The poem cracks us open in multiple directions, compelling us to consider not only why we suffer, but also why are we so blessed—with life, with trees, with birds and clouds and mountains—God keeps reminding us,  All that I am is yours to share—stars, rain, mud, lightning—but it does not belong to you; you are no better than these beings, these forms—no less transient—your lives, your place, your purpose no less mysterious—if you think the human mind can conceive all God is, you are deeply deluded.  You are infinitesimally insignificant and absolutely essential.


No wonder Job becomes mute—as we become silent and begin to ask: in light, in the darkness of all that is impenetrable, what other questions might  The Book of Job  inspire us to ask ourselves?


 

Selections from this essay were delivered as part of a panel presentation  The Literary Legacy of Nirvana and Kurt Cobain  at the AWP Convention in Seattle, 2014.


 


Works Cited


Beckett, Samuel.  The Unnamable.  London: Faber and Faber, 2010.
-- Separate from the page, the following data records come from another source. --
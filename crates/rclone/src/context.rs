use std::future::Future;
use thiserror::Error;
use tokio::time::{self, Duration, Instant};
use tokio_util::sync::CancellationToken;

/// Why a call stopped before its future completed.
#[derive(Debug, Error, Clone, Copy, PartialEq, Eq)]
pub enum Interrupted {
  #[error("operation was cancelled")]
  Cancelled,
  #[error("deadline exceeded")]
  DeadlineExceeded,
}

/// Cancellation signal and optional deadline, passed explicitly from the
/// orchestrators down to every remote call.
///
/// Interrupting a call drops its future. Lock guards held further up the
/// stack are released by their owners as they unwind, never by the token.
#[derive(Debug, Clone)]
pub struct Context {
  token: CancellationToken,
  deadline: Option<Instant>,
}

impl Context {
  pub fn new(token: CancellationToken) -> Self {
    Context {
      token,
      deadline: None,
    }
  }

  /// A context that is never cancelled and has no deadline.
  pub fn background() -> Self {
    Context::new(CancellationToken::new())
  }

  /// Bound the context by `timeout` from now. An earlier deadline wins.
  pub fn with_timeout(mut self, timeout: Duration) -> Self {
    let deadline = Instant::now() + timeout;
    self.deadline = Some(match self.deadline {
      Some(current) if current < deadline => current,
      _ => deadline,
    });
    self
  }

  /// A context cancelled together with this one, which can also be
  /// cancelled on its own.
  pub fn child(&self) -> Self {
    Context {
      token: self.token.child_token(),
      deadline: self.deadline,
    }
  }

  pub fn cancel(&self) {
    self.token.cancel()
  }

  #[inline]
  pub fn is_cancelled(&self) -> bool {
    self.token.is_cancelled()
  }

  #[inline]
  pub fn deadline(&self) -> Option<Instant> {
    self.deadline
  }

  /// Fails fast when the context is already done.
  pub fn check(&self) -> Result<(), Interrupted> {
    if self.is_cancelled() {
      return Err(Interrupted::Cancelled);
    }

    match self.deadline {
      Some(deadline) if deadline <= Instant::now() => Err(Interrupted::DeadlineExceeded),
      _ => Ok(()),
    }
  }

  /// Drive `future` until it completes, the context is cancelled, or the
  /// deadline passes, whichever comes first.
  pub async fn run<F, T, E>(&self, future: F) -> Result<T, E>
  where
    F: Future<Output = Result<T, E>>,
    E: From<Interrupted>,
  {
    let deadline = self.deadline;
    let bounded = async move {
      match deadline {
        None => future.await,
        Some(deadline) => match time::timeout_at(deadline, future).await {
          Ok(result) => result,
          Err(_) => Err(Interrupted::DeadlineExceeded.into()),
        },
      }
    };

    tokio::select! {
      biased;
      _ = self.token.cancelled() => Err(Interrupted::Cancelled.into()),
      result = bounded => result,
    }
  }
}

#[cfg(test)]
mod tests {
  use super::*;

  async fn slow() -> Result<(), Interrupted> {
    time::sleep(Duration::from_secs(30)).await;
    Ok(())
  }

  #[tokio::test]
  async fn completes_when_undisturbed() {
    let ctx = Context::background();
    let value = ctx.run(async { Ok::<_, Interrupted>(5) }).await.unwrap();
    assert_eq!(value, 5);
  }

  #[tokio::test]
  async fn cancellation_interrupts() {
    let ctx = Context::background();
    let child = ctx.child();
    ctx.cancel();

    assert_eq!(child.run(slow()).await, Err(Interrupted::Cancelled));
    assert_eq!(child.check(), Err(Interrupted::Cancelled));
  }

  #[tokio::test]
  async fn cancelling_child_leaves_parent() {
    let ctx = Context::background();
    let child = ctx.child();
    child.cancel();

    assert!(child.is_cancelled());
    assert!(!ctx.is_cancelled());
  }

  #[tokio::test]
  async fn deadline_interrupts() {
    let ctx = Context::background().with_timeout(Duration::from_millis(10));
    assert_eq!(ctx.run(slow()).await, Err(Interrupted::DeadlineExceeded));
  }

  #[test]
  fn earlier_deadline_wins() {
    let ctx = Context::background()
      .with_timeout(Duration::from_secs(1))
      .with_timeout(Duration::from_secs(60));
    let deadline = ctx.deadline().unwrap();
    assert!(deadline <= Instant::now() + Duration::from_secs(1));
  }
}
Cobain, Kurt.  “Smells Like Teen Spirit.”


Mitchell, Stephen  (translator).  The Book of Job.  New York: Harper Perennial, 1992.


Ostriker, Alicia. “Job: The Open Book.” Michigan Quarterly Review. Vol. XLVI, no. 2, Spring 2007.


Thon, Melanie Rae.  “Bodies of Water.”  First Body.  Boston: Houghton Mifflin, 1997.


Wright, Stephen.  “The Big No.”  Esquire.  July 1994: 55 – 63.